Executing irregular scientific applications on stream architectures

  • Authors:
  • Mattan Erez;Jung Ho Ahn;Jayanth Gummaraju;Mendel Rosenblum;William J. Dally

  • Affiliations:
  • The University of Texas at Austin;Hewlett-Packard Laboratories;Stanford University;Stanford University;Stanford University

  • Venue:
  • Proceedings of the 21st annual international conference on Supercomputing
  • Year:
  • 2007

Quantified Score

Hi-index 0.00

Visualization

Abstract

The recent emergence of compute-intensive stream processors such as the Cell Broadband Engine, Stanford's Merrimac, and Clear-Speed's CSX600 has made them attractive platforms for scientific high-performance computing. Unstructured mesh and graph applications are an important class of numerical algorithms used in the scientific computing domain, which are particularly challenging for stream architectures.
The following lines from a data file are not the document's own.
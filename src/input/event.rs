/// Platform-agnostic input events.
///
/// These are fed into an [`InputProcessor`](super::InputProcessor) which
/// converts them into [`ViewerCommand`](crate::ViewerCommand) values.
///
/// ```ignore
/// let cmd = input_processor.handle_event(InputEvent::CursorMoved { x: 100.0, y: 200.0 });
/// ```
#[derive(Debug, Clone, Copy, PartialEq)]
pub enum InputEvent {
    /// Cursor moved to absolute screen position.
    CursorMoved {
        /// Horizontal position in physical pixels.
        x: f32,
        /// Vertical position in physical pixels.
        y: f32,
    },
    /// Mouse button pressed or released.
    MouseButton {
        /// Which button changed.
        button: MouseButton,
        /// `true` for press, `false` for release.
        pressed: bool,
    },
    /// Scroll wheel, in lines.
    Scroll {
        /// Positive = zoom in, negative = zoom out.
        delta: f32,
    },
    /// Modifier key state changed.
    ModifiersChanged {
        /// Whether the shift key is held.
        shift: bool,
    },
}

/// Platform-agnostic mouse button identifier.
#[derive(Debug, Clone, Copy, PartialEq, Eq, Hash)]
pub enum MouseButton {
    /// Primary (left) mouse button.
    Left,
    /// Secondary (right) mouse button.
    Right,
    /// Middle mouse button (wheel click).
    Middle,
}

#[cfg(feature = "viewer")]
impl From<winit::event::MouseButton> for MouseButton {
    fn from(button: winit::event::MouseButton) -> Self {
        match button {
            winit::event::MouseButton::Right => Self::Right,
            winit::event::MouseButton::Middle => Self::Middle,
            _ => Self::Left,
        }
    }
}
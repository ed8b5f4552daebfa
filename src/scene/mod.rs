//! The single-model scene: one model, one directional light, a background
//! colour and an optional environment map.

pub mod bounds;
pub mod environment;
pub mod loader;
pub mod model;

use glam::Vec3;

use self::bounds::{Bounded, BoundingBox};
use self::environment::EnvironmentMap;
use self::model::Model;
use crate::options::Options;

// ---------------------------------------------------------------------------
// Light
// ---------------------------------------------------------------------------

/// Directional light shining from `direction` toward the scene.
#[derive(Debug, Clone, Copy, PartialEq)]
pub struct DirectionalLight {
    /// Unit vector pointing from the scene toward the light.
    pub direction: Vec3,
    /// Linear RGB colour.
    pub color: Vec3,
    /// Intensity multiplier.
    pub intensity: f32,
}

impl Default for DirectionalLight {
    fn default() -> Self {
        Self {
            direction: Vec3::new(-1.0, 2.0, 4.0).normalize(),
            color: Vec3::ONE,
            intensity: 1.0,
        }
    }
}

impl DirectionalLight {
    /// Light placed at `position`, aimed at the origin.
    #[must_use]
    pub fn from_position(position: Vec3, color: Vec3, intensity: f32) -> Self {
        Self {
            direction: position.normalize_or(Vec3::Y),
            color,
            intensity,
        }
    }
}

// ---------------------------------------------------------------------------
// Scene
// ---------------------------------------------------------------------------

/// Everything the renderer draws.
#[derive(Debug, Clone, Default)]
pub struct Scene {
    /// Linear RGB clear colour.
    pub background: [f32; 3],
    /// The key light.
    pub light: DirectionalLight,
    model: Option<Model>,
    environment: Option<EnvironmentMap>,
    /// Bumped whenever the model or environment changes.
    generation: u64,
}

impl Scene {
    /// Empty scene configured from options.
    #[must_use]
    pub fn from_options(options: &Options) -> Self {
        let mut scene = Self::default();
        scene.apply_options(options);
        scene
    }

    /// Refresh background and light from options.
    pub fn apply_options(&mut self, options: &Options) {
        let lighting = &options.lighting;
        self.background = options.display.background_linear();
        self.light = DirectionalLight::from_position(
            Vec3::from_array(lighting.light_position),
            Vec3::from_array(lighting.light_color),
            lighting.light_intensity,
        );
    }

    /// The loaded model, if any.
    #[must_use]
    pub fn model(&self) -> Option<&Model> {
        self.model.as_ref()
    }

    /// Replace the model. The scene holds at most one.
    pub fn set_model(&mut self, model: Model) -> Option<Model> {
        self.generation += 1;
        self.model.replace(model)
    }

    /// The environment map, if one was loaded.
    #[must_use]
    pub fn environment(&self) -> Option<&EnvironmentMap> {
        self.environment.as_ref()
    }

    /// Replace the environment map.
    pub fn set_environment(&mut self, environment: EnvironmentMap) {
        self.generation += 1;
        self.environment = Some(environment);
    }

    /// Monotonic change counter for model and environment.
    #[must_use]
    pub fn generation(&self) -> u64 {
        self.generation
    }
}

impl Bounded for Scene {
    fn bounding_box(&self) -> Option<BoundingBox> {
        self.model.as_ref().and_then(Bounded::bounding_box)
    }
}
//! Depth attachment that tracks the surface size.

/// Depth format shared by every pipeline.
pub const DEPTH_FORMAT: wgpu::TextureFormat = wgpu::TextureFormat::Depth32Float;

/// A depth texture and its default view.
pub struct DepthTexture {
    /// The underlying GPU texture.
    pub texture: wgpu::Texture,
    /// A default full-texture view.
    pub view: wgpu::TextureView,
}

impl DepthTexture {
    /// Create a depth texture of the given size (zero dimensions are
    /// clamped to 1).
    #[must_use]
    pub fn new(device: &wgpu::Device, width: u32, height: u32) -> Self {
        let texture = device.create_texture(&wgpu::TextureDescriptor {
            label: Some("Depth Texture"),
            size: wgpu::Extent3d {
                width: width.max(1),
                height: height.max(1),
                depth_or_array_layers: 1,
            },
            mip_level_count: 1,
            sample_count: 1,
            dimension: wgpu::TextureDimension::D2,
            format: DEPTH_FORMAT,
            usage: wgpu::TextureUsages::RENDER_ATTACHMENT,
            view_formats: &[],
        });
        let view = texture.create_view(&wgpu::TextureViewDescriptor::default());
        Self { texture, view }
    }

    /// Recreate if the size changed.
    pub fn resize(&mut self, device: &wgpu::Device, width: u32, height: u32) {
        let size = self.texture.size();
        if size.width != width.max(1) || size.height != height.max(1) {
            *self = Self::new(device, width, height);
        }
    }
}
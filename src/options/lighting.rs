use serde::{Deserialize, Serialize};

#[derive(Debug, Clone, Serialize, Deserialize, PartialEq)]
#[serde(default)]
/// Directional light and image-based lighting parameters.
pub struct LightingOptions {
    /// Linear RGB colour of the directional light.
    pub light_color: [f32; 3],
    /// Directional light intensity.
    pub light_intensity: f32,
    /// Position the light shines from, toward the origin.
    pub light_position: [f32; 3],
    /// Scale of the diffuse environment contribution.
    pub environment_strength: f32,
    /// Surface roughness (0.05 = glossy, 1.0 = matte).
    pub roughness: f32,
    /// Surface metalness.
    pub metalness: f32,
}

impl Default for LightingOptions {
    fn default() -> Self {
        Self {
            light_color: [1.0, 1.0, 1.0],
            light_intensity: 1.0,
            light_position: [-1.0, 2.0, 4.0],
            environment_strength: 1.0,
            roughness: 0.5,
            metalness: 0.0,
        }
    }
}
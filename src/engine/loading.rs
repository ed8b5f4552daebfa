//! Asset loading and framing for ViewerEngine

use std::path::PathBuf;

use super::ViewerEngine;
use crate::camera::framing::{CameraFramer, CameraPose, ViewAxis};
use crate::error::ViewerError;
use crate::scene::loader::LoadEvent;

impl ViewerEngine {
    /// Start loading a model on a background thread. The camera is framed
    /// on it once it arrives.
    ///
    /// # Errors
    ///
    /// [`ViewerError::ThreadSpawn`] if the loader thread cannot start.
    pub fn load_model(&mut self, path: impl Into<PathBuf>) -> Result<(), ViewerError> {
        self.loader.request_model(path)
    }

    /// Start loading an environment map on a background thread.
    ///
    /// # Errors
    ///
    /// [`ViewerError::ThreadSpawn`] if the loader thread cannot start.
    pub fn load_environment(
        &mut self,
        path: impl Into<PathBuf>,
    ) -> Result<(), ViewerError> {
        self.loader.request_environment(path)
    }

    /// Number of loads still in flight.
    #[must_use]
    pub fn pending_loads(&self) -> usize {
        self.loader.pending()
    }

    /// Apply every finished load. Failures are logged; the viewer keeps
    /// rendering whatever it already has.
    pub fn poll_loads(&mut self) {
        for event in self.loader.poll() {
            match event {
                LoadEvent::Model { path, result: Ok(model) } => {
                    self.meshes.set_model(&self.context, &model);
                    let _ = self.scene.set_model(model);
                    let framing = self.framing;
                    if let Err(e) = self.frame_model(framing.axis, framing.front) {
                        log::warn!("could not frame {}: {e}", path.display());
                    }
                }
                LoadEvent::Environment { result: Ok(map), .. } => {
                    self.lighting.set_environment(&self.context, &map);
                    self.scene.set_environment(map);
                }
                LoadEvent::Model { path, result: Err(e) }
                | LoadEvent::Environment { path, result: Err(e) } => {
                    log::error!("failed to load {}: {e}", path.display());
                }
            }
        }
    }

    /// Fit the camera to the current model, looking along `axis` from the
    /// positive side when `front` is set. Remembers the choice for later
    /// re-framing.
    ///
    /// # Errors
    ///
    /// [`ViewerError::Framing`] if there is no model, its bounds are
    /// degenerate, or the field of view is invalid. The camera is left
    /// untouched.
    pub fn frame_model(
        &mut self,
        axis: ViewAxis,
        front: bool,
    ) -> Result<CameraPose, ViewerError> {
        let pose = CameraFramer::frame_object(&self.scene, &mut self.camera, axis, front)?;
        self.framing.axis = axis;
        self.framing.front = front;
        Ok(pose)
    }
}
These codes have irregular structures where nodes have a variable number of neighbors, resulting in irregular memory access patterns and irregular control. We study four representative sub-classes of irregular algorithms, including finite-element and finite-volume methods for modeling physical systems, direct methods for n-body problems, and computations involving sparse algebra. We propose a framework for representing the diverse characteristics of these algorithms in the context of the unique properties of stream architectures, and demonstrate it using one representative application from each sub-class. We then develop techniques for mapping the applications onto a stream processor, placing emphasis on data-localization and parallelizations. Our simulations show that efficient stream hardware with restricted control abilities can effectively run challenging irregular applications with, for example, a finite element method and a molecular dynamic code sustaining 69GFLOP/s and 46GFLOP/s (64-bit) respectively using a single chip that measures 12mm on a side and consumes less than 70W in 90nm technology.